# Source material
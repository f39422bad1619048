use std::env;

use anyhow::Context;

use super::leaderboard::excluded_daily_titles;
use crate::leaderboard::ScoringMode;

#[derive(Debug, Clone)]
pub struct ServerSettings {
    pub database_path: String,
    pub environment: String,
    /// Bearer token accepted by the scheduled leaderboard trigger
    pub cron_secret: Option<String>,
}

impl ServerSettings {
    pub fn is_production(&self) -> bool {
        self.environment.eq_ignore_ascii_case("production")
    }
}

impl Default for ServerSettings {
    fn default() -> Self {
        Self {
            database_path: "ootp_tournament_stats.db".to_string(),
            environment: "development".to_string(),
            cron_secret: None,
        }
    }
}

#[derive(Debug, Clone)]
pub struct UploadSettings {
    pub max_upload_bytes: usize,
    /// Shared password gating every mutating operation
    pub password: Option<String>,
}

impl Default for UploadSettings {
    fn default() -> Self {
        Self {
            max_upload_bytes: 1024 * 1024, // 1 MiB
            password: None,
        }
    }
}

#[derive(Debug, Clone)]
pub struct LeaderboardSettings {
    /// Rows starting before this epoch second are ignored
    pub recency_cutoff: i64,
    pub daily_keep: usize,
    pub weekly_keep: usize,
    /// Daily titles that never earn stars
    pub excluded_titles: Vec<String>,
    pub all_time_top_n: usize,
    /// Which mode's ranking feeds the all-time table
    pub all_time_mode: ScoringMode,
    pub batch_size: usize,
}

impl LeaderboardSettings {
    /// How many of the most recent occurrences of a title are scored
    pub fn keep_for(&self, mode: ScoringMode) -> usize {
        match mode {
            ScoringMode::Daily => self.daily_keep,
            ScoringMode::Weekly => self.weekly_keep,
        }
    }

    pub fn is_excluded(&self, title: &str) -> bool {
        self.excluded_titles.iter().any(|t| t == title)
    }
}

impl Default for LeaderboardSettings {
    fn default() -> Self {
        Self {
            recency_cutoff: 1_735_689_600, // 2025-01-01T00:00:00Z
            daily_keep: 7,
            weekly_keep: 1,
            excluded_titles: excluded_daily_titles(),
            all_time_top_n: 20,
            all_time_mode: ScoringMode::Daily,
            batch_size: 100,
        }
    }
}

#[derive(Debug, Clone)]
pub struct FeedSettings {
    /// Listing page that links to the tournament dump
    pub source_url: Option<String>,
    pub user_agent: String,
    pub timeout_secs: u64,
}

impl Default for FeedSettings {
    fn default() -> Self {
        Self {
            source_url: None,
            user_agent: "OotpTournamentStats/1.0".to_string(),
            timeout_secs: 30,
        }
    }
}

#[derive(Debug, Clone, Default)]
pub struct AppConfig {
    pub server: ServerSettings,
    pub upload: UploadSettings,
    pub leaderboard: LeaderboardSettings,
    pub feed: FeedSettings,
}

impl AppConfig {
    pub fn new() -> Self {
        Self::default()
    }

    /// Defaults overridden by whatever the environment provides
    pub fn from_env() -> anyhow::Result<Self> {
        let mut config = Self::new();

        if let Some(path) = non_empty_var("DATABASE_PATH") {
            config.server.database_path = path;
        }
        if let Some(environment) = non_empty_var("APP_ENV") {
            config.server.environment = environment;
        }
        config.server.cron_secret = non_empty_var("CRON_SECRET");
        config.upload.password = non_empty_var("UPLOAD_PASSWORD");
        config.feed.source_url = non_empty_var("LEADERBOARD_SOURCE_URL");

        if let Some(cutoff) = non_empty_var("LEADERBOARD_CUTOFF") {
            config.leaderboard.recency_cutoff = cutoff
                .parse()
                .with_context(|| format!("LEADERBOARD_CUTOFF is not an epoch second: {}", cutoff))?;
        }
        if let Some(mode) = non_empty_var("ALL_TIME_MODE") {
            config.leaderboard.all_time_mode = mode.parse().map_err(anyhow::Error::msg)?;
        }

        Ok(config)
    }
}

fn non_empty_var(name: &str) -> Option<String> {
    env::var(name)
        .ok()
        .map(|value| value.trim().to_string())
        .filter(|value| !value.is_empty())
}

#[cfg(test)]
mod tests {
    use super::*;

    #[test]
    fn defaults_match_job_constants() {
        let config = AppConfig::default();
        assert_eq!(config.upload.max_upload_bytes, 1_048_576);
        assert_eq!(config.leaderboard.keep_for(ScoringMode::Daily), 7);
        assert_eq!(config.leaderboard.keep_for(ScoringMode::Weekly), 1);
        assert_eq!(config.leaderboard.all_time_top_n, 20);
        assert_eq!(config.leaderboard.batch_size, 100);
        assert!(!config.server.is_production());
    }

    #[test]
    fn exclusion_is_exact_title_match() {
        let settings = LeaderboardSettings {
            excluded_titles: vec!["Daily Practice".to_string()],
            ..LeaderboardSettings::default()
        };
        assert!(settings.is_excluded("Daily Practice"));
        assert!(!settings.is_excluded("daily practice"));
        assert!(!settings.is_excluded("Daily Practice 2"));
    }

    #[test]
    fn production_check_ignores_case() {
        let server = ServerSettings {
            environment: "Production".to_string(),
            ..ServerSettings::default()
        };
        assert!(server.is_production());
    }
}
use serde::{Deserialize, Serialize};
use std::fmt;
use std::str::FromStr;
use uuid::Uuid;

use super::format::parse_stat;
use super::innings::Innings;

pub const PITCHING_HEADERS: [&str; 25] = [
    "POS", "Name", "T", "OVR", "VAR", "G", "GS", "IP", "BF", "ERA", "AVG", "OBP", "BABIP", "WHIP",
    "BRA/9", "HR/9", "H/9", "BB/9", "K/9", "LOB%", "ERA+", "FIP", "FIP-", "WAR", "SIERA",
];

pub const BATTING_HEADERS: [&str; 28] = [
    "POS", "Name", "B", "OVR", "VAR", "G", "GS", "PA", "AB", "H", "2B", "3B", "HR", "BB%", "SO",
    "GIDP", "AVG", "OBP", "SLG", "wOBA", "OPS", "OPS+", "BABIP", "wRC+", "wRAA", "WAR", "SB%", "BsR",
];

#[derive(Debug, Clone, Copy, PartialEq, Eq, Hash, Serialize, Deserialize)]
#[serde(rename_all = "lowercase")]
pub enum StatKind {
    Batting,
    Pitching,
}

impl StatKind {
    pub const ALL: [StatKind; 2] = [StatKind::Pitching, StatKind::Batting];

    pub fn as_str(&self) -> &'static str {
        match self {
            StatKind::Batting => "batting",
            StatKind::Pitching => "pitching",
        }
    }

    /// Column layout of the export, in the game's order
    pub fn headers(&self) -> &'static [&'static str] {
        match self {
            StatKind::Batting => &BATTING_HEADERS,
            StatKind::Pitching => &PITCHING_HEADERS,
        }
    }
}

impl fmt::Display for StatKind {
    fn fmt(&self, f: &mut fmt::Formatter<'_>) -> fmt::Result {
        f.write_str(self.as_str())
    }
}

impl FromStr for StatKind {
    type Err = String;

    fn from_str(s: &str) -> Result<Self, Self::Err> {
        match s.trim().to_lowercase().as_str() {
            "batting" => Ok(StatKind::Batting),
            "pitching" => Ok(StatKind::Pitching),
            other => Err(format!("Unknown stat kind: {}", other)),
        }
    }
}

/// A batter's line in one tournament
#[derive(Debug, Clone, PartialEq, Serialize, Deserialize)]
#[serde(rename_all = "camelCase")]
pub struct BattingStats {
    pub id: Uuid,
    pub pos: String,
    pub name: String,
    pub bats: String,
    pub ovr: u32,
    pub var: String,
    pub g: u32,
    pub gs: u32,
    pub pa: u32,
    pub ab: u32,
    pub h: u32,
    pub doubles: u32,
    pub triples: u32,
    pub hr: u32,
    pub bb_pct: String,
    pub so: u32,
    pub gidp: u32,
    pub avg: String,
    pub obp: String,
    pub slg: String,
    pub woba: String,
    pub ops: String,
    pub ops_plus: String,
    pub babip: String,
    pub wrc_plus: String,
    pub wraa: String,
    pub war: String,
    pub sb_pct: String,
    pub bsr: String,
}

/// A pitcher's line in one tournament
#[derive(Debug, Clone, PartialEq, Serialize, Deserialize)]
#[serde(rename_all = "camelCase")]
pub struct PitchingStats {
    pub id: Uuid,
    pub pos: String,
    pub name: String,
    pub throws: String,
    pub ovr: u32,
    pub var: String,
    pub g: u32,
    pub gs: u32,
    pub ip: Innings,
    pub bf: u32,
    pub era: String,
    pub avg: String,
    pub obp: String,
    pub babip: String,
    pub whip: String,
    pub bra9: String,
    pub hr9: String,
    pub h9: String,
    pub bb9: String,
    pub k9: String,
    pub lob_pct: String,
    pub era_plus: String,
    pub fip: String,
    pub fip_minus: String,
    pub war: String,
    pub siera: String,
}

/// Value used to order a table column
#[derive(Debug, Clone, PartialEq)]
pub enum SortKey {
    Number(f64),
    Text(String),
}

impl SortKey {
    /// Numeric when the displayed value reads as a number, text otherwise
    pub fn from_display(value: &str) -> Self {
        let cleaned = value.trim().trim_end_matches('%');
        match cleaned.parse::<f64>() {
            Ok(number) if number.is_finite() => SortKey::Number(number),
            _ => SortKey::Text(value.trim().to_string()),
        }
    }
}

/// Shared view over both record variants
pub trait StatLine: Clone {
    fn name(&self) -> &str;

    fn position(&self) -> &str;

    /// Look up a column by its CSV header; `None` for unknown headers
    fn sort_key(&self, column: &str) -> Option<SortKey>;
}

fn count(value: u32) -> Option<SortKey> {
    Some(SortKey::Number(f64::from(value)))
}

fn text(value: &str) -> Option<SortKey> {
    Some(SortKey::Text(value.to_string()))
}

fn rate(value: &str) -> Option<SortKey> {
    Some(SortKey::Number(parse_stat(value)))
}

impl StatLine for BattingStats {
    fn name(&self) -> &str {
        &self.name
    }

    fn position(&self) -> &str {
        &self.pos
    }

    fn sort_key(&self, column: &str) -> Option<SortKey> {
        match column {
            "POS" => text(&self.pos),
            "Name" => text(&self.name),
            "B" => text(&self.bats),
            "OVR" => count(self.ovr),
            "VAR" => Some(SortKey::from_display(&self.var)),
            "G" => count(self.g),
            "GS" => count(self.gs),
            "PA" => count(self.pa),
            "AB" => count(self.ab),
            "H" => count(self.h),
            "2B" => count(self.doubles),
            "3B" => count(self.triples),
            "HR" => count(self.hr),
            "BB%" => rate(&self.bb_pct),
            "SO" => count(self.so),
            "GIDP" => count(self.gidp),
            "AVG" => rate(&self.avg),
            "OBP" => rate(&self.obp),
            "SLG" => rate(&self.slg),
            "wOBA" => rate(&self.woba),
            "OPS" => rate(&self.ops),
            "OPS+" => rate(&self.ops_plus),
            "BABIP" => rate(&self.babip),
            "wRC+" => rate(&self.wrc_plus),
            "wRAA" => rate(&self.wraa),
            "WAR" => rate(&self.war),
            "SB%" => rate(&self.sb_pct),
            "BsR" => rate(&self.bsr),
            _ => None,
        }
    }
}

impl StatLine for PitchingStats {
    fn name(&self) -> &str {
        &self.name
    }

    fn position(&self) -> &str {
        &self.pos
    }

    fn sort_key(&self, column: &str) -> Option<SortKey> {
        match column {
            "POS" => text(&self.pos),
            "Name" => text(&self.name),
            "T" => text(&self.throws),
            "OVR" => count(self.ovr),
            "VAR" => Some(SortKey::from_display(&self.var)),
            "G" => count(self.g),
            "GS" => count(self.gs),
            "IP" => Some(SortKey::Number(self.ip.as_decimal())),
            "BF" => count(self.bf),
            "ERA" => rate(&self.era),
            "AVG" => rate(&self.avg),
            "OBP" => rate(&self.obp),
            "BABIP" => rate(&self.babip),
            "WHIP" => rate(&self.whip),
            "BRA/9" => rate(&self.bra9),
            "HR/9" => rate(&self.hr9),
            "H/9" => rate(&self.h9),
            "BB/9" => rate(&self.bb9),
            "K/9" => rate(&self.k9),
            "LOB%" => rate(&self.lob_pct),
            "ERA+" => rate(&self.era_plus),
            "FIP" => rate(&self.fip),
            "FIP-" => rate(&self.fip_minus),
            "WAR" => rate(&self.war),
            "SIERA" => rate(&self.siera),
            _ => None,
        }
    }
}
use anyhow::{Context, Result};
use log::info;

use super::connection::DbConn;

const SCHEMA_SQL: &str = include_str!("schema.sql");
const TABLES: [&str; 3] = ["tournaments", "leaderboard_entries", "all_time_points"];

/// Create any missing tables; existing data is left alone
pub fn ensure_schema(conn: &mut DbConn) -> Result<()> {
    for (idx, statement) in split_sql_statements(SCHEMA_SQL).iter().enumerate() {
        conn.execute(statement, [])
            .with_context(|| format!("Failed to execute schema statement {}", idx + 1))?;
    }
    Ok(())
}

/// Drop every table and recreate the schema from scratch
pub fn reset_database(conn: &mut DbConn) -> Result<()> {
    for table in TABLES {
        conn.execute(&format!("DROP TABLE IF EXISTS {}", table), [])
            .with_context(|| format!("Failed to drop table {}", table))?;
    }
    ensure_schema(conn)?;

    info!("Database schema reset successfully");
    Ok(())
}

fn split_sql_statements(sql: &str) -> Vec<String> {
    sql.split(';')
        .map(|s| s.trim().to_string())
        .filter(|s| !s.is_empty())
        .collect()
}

---

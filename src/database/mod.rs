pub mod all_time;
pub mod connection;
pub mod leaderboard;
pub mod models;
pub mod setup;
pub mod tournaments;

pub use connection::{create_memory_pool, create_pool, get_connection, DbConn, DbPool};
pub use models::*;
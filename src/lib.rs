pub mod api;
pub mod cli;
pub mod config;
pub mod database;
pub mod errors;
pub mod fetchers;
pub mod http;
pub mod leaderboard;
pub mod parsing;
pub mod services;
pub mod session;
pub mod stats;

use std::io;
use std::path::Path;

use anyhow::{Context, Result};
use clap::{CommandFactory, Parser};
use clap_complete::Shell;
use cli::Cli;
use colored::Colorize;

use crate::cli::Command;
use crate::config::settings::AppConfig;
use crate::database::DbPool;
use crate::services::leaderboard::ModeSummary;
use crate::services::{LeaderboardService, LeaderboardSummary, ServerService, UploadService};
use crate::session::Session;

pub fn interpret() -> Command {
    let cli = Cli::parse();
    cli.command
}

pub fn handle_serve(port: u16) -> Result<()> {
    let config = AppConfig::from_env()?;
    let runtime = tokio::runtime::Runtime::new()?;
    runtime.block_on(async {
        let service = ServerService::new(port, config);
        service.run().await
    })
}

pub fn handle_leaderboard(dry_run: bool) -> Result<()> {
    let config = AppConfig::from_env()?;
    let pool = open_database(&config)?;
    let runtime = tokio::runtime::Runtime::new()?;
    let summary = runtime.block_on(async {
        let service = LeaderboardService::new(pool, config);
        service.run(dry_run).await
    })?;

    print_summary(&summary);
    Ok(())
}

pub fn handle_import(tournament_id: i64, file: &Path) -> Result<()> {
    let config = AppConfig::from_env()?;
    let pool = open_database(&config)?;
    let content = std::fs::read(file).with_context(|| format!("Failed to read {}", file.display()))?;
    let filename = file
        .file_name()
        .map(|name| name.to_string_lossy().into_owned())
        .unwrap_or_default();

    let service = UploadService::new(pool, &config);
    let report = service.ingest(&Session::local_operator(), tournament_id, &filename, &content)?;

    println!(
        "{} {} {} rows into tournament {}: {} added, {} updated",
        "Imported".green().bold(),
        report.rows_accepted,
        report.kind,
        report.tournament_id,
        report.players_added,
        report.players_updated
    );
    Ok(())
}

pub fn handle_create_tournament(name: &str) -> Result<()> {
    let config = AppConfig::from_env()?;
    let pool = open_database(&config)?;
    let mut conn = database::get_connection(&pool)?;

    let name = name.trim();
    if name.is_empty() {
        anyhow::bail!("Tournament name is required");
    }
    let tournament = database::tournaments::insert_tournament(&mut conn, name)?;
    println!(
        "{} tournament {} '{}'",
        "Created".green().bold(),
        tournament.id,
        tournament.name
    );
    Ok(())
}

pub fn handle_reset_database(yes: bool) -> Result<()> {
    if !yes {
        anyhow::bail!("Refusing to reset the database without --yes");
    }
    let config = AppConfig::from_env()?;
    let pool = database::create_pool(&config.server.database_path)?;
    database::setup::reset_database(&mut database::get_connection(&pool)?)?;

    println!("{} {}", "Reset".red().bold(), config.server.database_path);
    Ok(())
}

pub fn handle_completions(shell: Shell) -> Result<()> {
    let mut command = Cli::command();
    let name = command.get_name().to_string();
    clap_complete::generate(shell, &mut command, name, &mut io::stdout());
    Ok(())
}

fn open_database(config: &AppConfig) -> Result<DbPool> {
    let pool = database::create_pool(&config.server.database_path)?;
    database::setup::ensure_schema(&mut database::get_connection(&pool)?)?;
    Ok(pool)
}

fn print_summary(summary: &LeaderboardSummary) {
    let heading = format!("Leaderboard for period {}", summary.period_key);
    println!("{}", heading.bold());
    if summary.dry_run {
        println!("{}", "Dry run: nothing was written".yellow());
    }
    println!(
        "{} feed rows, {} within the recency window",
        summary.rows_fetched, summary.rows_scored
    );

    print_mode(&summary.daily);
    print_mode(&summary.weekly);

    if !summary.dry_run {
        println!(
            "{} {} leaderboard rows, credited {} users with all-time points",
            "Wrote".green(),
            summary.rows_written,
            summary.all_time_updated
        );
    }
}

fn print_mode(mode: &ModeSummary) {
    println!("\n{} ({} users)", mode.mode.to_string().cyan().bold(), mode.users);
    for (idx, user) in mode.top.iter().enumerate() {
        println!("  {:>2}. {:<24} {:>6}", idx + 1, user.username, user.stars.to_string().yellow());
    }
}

---

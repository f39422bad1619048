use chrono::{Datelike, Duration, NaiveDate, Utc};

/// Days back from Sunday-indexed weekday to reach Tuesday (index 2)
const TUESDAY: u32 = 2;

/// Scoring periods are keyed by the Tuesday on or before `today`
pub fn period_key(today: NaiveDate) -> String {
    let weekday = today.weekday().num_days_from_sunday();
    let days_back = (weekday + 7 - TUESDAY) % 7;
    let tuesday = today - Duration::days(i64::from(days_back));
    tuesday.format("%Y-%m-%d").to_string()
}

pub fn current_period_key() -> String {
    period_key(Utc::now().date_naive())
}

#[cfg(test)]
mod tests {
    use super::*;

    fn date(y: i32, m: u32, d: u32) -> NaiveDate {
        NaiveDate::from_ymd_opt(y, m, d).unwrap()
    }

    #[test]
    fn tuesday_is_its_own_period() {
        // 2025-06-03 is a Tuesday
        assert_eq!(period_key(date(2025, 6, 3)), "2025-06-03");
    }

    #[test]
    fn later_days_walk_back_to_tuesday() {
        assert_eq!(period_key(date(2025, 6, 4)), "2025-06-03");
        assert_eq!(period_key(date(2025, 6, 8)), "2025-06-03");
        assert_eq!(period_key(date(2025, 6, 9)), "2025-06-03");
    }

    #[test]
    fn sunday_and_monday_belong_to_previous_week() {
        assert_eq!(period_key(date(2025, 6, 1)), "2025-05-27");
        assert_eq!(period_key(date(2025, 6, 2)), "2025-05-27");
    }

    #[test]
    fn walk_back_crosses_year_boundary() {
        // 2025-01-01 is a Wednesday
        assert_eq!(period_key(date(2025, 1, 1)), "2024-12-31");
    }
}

# Work required
Where the material contains a line with "Serialize", return that line.

# Task response
use serde::{Deserialize, Serialize};
#[derive(Debug, Clone, Copy, PartialEq, Eq, Hash, Serialize, Deserialize)]
#[derive(Debug, Clone, PartialEq, Serialize, Deserialize)]
#[derive(Debug, Clone, PartialEq, Serialize, Deserialize)]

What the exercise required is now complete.